• _Dataset_
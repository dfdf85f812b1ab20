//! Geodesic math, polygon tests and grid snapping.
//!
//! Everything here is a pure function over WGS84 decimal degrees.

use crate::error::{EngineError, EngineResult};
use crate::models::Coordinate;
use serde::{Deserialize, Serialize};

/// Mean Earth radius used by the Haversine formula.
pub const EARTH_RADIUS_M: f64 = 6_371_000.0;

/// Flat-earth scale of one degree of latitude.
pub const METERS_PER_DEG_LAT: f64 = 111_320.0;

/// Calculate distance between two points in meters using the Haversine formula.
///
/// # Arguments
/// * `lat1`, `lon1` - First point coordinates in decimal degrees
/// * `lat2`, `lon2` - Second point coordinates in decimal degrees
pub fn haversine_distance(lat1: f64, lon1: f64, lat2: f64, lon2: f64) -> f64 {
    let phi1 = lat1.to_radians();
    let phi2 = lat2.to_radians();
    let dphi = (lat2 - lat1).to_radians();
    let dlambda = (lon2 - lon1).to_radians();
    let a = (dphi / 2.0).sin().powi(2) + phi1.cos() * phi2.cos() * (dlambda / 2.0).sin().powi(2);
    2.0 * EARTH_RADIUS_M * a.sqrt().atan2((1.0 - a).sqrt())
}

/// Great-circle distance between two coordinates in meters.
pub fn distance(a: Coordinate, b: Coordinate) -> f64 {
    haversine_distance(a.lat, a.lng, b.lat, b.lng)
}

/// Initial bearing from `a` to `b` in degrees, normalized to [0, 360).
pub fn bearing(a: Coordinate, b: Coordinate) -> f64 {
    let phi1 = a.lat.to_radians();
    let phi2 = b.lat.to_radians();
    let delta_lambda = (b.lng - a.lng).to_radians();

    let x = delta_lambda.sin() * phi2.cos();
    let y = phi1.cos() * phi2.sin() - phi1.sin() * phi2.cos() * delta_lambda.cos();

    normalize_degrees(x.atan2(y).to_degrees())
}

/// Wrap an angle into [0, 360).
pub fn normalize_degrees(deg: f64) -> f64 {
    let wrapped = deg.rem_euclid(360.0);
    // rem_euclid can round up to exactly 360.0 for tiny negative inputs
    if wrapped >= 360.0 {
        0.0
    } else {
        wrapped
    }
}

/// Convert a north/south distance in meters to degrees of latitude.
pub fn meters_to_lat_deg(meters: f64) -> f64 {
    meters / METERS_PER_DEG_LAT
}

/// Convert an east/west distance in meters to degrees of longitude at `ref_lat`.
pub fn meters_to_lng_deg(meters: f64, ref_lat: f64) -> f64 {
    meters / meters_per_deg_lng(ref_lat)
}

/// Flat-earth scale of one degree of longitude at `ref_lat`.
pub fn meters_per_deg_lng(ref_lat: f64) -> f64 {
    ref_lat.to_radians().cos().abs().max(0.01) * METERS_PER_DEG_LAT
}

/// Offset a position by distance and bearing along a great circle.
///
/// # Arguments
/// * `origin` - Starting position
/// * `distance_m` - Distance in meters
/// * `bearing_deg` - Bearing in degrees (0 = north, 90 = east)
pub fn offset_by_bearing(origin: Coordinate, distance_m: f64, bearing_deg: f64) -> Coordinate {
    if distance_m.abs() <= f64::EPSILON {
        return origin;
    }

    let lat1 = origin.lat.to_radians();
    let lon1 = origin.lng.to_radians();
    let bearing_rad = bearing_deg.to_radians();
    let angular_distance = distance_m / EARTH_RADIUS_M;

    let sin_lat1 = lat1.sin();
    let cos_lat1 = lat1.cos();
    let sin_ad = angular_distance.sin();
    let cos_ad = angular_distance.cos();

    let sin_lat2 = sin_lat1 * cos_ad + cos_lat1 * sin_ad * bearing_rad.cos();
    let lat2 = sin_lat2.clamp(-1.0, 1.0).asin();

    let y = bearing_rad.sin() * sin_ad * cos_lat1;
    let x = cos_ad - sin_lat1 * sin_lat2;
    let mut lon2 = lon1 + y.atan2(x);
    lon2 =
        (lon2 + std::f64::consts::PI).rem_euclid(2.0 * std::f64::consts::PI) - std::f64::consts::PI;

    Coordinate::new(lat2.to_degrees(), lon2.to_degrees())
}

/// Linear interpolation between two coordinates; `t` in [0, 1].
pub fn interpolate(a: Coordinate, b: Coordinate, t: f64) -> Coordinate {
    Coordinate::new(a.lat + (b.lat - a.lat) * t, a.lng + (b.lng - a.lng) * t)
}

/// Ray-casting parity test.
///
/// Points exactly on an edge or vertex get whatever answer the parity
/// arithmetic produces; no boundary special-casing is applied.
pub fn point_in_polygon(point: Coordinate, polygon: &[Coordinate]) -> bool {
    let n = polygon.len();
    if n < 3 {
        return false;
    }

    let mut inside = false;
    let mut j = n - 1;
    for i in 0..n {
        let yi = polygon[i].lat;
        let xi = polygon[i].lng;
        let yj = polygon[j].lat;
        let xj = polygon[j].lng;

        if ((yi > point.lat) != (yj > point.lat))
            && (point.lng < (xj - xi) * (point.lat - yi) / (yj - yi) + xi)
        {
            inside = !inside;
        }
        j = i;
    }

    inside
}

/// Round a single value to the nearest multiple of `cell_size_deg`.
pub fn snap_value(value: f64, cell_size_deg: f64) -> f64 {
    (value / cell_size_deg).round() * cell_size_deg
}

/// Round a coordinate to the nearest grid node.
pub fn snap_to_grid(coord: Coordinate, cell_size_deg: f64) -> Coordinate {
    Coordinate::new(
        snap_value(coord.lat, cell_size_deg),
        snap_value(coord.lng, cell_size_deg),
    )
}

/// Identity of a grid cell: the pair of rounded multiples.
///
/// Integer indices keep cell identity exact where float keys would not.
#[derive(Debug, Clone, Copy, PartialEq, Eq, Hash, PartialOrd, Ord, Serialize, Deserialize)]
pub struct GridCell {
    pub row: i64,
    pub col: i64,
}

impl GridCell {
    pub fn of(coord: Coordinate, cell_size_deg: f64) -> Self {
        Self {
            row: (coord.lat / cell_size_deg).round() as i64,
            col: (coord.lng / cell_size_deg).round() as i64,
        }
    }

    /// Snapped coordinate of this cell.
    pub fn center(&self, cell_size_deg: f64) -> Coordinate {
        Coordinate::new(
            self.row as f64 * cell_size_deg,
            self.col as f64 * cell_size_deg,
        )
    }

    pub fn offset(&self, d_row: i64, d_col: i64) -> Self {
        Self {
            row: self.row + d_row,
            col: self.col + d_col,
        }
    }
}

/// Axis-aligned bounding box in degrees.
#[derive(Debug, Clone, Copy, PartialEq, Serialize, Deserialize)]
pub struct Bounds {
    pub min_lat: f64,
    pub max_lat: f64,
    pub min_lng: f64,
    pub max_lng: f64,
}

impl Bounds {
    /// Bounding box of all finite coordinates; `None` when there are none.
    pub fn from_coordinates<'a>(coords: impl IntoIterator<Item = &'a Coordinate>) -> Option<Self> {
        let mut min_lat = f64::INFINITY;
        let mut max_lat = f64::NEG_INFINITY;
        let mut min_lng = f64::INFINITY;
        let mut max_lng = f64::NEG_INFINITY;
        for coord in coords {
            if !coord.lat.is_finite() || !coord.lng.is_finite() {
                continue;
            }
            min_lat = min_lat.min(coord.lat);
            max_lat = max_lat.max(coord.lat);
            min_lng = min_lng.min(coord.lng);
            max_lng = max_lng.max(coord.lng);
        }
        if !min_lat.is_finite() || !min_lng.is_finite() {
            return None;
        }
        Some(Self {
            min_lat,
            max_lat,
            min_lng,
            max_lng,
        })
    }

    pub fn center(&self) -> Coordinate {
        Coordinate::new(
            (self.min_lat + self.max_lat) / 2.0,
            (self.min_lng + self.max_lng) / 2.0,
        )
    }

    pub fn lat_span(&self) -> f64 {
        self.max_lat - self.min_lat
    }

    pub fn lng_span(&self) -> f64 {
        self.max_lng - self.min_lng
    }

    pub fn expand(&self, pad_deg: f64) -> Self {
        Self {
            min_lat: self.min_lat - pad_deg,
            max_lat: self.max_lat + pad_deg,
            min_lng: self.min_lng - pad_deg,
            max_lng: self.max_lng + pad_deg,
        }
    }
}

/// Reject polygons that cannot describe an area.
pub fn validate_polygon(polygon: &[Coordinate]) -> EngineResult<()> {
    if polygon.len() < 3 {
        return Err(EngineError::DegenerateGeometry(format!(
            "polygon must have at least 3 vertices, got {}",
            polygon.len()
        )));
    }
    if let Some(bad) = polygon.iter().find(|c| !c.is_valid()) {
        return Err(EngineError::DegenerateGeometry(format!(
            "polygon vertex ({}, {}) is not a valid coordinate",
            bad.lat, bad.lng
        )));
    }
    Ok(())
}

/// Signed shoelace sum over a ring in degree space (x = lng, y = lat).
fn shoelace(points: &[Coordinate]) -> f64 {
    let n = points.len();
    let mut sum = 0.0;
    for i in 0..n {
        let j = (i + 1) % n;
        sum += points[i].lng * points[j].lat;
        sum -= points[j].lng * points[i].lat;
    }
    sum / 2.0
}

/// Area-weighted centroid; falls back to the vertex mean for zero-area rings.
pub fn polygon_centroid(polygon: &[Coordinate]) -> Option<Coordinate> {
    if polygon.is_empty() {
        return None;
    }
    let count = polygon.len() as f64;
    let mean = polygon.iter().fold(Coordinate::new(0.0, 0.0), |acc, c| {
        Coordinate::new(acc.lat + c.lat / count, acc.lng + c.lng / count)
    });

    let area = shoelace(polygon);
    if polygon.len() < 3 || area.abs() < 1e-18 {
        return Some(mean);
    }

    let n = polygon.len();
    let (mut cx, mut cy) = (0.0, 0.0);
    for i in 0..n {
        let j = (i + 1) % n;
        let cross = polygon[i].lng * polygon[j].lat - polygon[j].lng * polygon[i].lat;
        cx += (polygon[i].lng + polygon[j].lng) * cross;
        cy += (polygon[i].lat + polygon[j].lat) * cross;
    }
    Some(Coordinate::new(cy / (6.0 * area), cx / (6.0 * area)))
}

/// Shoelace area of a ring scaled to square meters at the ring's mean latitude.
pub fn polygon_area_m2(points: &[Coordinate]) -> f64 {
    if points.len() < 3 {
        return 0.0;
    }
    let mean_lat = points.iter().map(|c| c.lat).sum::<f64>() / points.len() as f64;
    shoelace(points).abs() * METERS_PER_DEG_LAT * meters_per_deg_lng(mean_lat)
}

• _Prompt_
Take each line in the listing that has the word "between" and copy it.

• _Solution below_
/// Calculate distance between two points in meters using the Haversine formula.
/// Great-circle distance between two coordinates in meters.
/// Linear interpolation between two coordinates; `t` in [0, 1].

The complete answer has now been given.